WORK ITEM
Find where "let (primary, light)" occurs in the data below, and retype that line and every later line exactly.

(Saved entries)
↓

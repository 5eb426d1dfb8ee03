use anyhow::{bail, Result};

use crate::adapters::llm::{Provider, ProviderConfig};
use crate::core::diff::DEFAULT_IGNORE_PATTERNS;
use crate::core::reviewer::EngineOptions;

/// PR authors whose pull requests are never reviewed.
pub const IGNORED_AUTHORS: &[&str] = &[
    "dependabot[bot]",
    "renovate[bot]",
    "github-actions[bot]",
];

/// Fully validated run configuration. The pipeline assumes every field
/// here is usable; anything missing fails before the run starts.
#[derive(Debug, Clone)]
pub struct Settings {
    pub github_token: String,
    pub repo: String,
    pub pr_number: u64,
    pub provider: Provider,
    pub api_key: String,
    pub model_primary: String,
    pub model_lightweight: String,
    pub max_files: usize,
    pub skip_drafts: bool,
    pub engine: EngineOptions,
    pub extra_ignore_patterns: Vec<String>,
}

impl Settings {
    pub fn provider_config(&self) -> ProviderConfig {
        ProviderConfig {
            provider: self.provider,
            api_key: self.api_key.clone(),
            base_url: None,
            model_primary: self.model_primary.clone(),
            model_lightweight: self.model_lightweight.clone(),
        }
    }

    /// Built-in skip set plus any caller-supplied extras.
    pub fn ignore_patterns(&self) -> Vec<String> {
        DEFAULT_IGNORE_PATTERNS
            .iter()
            .map(|s| s.to_string())
            .chain(
                self.extra_ignore_patterns
                    .iter()
                    .map(|s| s.trim().to_string())
                    .filter(|s| !s.is_empty()),
            )
            .collect()
    }

    pub fn validate(&self) -> Result<()> {
        if self.github_token.is_empty() {
            bail!("GitHub token is empty");
        }
        if self.api_key.is_empty() {
            bail!("API key for {:?} is empty", self.provider);
        }
        if !self.repo.contains('/') {
            bail!("repository must be in owner/repo form, got {:?}", self.repo);
        }
        Ok(())
    }
}

/// Default model pair for a provider, used when the workflow doesn't
/// pin explicit model ids.
pub fn default_models(provider: Provider) -> (&'static str, &'static str) {
    match provider {
        Provider::Anthropic => ("claude-sonnet-4-5-20250929", "claude-haiku-4-5-20251001"),
        Provider::Openai => ("gpt-4o", "gpt-4o-mini"),
    }
}

#[cfg(test)]
mod tests {
    use super::*;

    fn settings() -> Settings {
        Settings {
            github_token: "tok".into(),
            repo: "acme/widgets".into(),
            pr_number: 1,
            provider: Provider::Anthropic,
            api_key: "key".into(),
            model_primary: "m1".into(),
            model_lightweight: "m2".into(),
            max_files: 50,
            skip_drafts: true,
            engine: EngineOptions::default(),
            extra_ignore_patterns: vec![" *.gen.ts ".into(), "".into()],
        }
    }

    #[test]
    fn ignore_patterns_merge_defaults_with_trimmed_extras() {
        let patterns = settings().ignore_patterns();
        assert!(patterns.contains(&"*.lock".to_string()));
        assert!(patterns.contains(&"*.gen.ts".to_string()));
        assert!(!patterns.contains(&"".to_string()));
    }

    #[test]
    fn validate_rejects_bad_repo() {
        let mut s = settings();
        s.repo = "widgets".into();
        assert!(s.validate().is_err());
        assert!(settings().validate().is_ok());
    }

    #[test]
    fn default_models_per_provider() {
        let (primary, light) = default_models(Provider::Openai);
        assert_eq!(primary, "gpt-4o");
        assert_eq!(light, "gpt-4o-mini");
    }
}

↑

YOUR SOLUTION
        let (primary, light) = default_models(Provider::Openai);
        assert_eq!(primary, "gpt-4o");
        assert_eq!(light, "gpt-4o-mini");
    }
}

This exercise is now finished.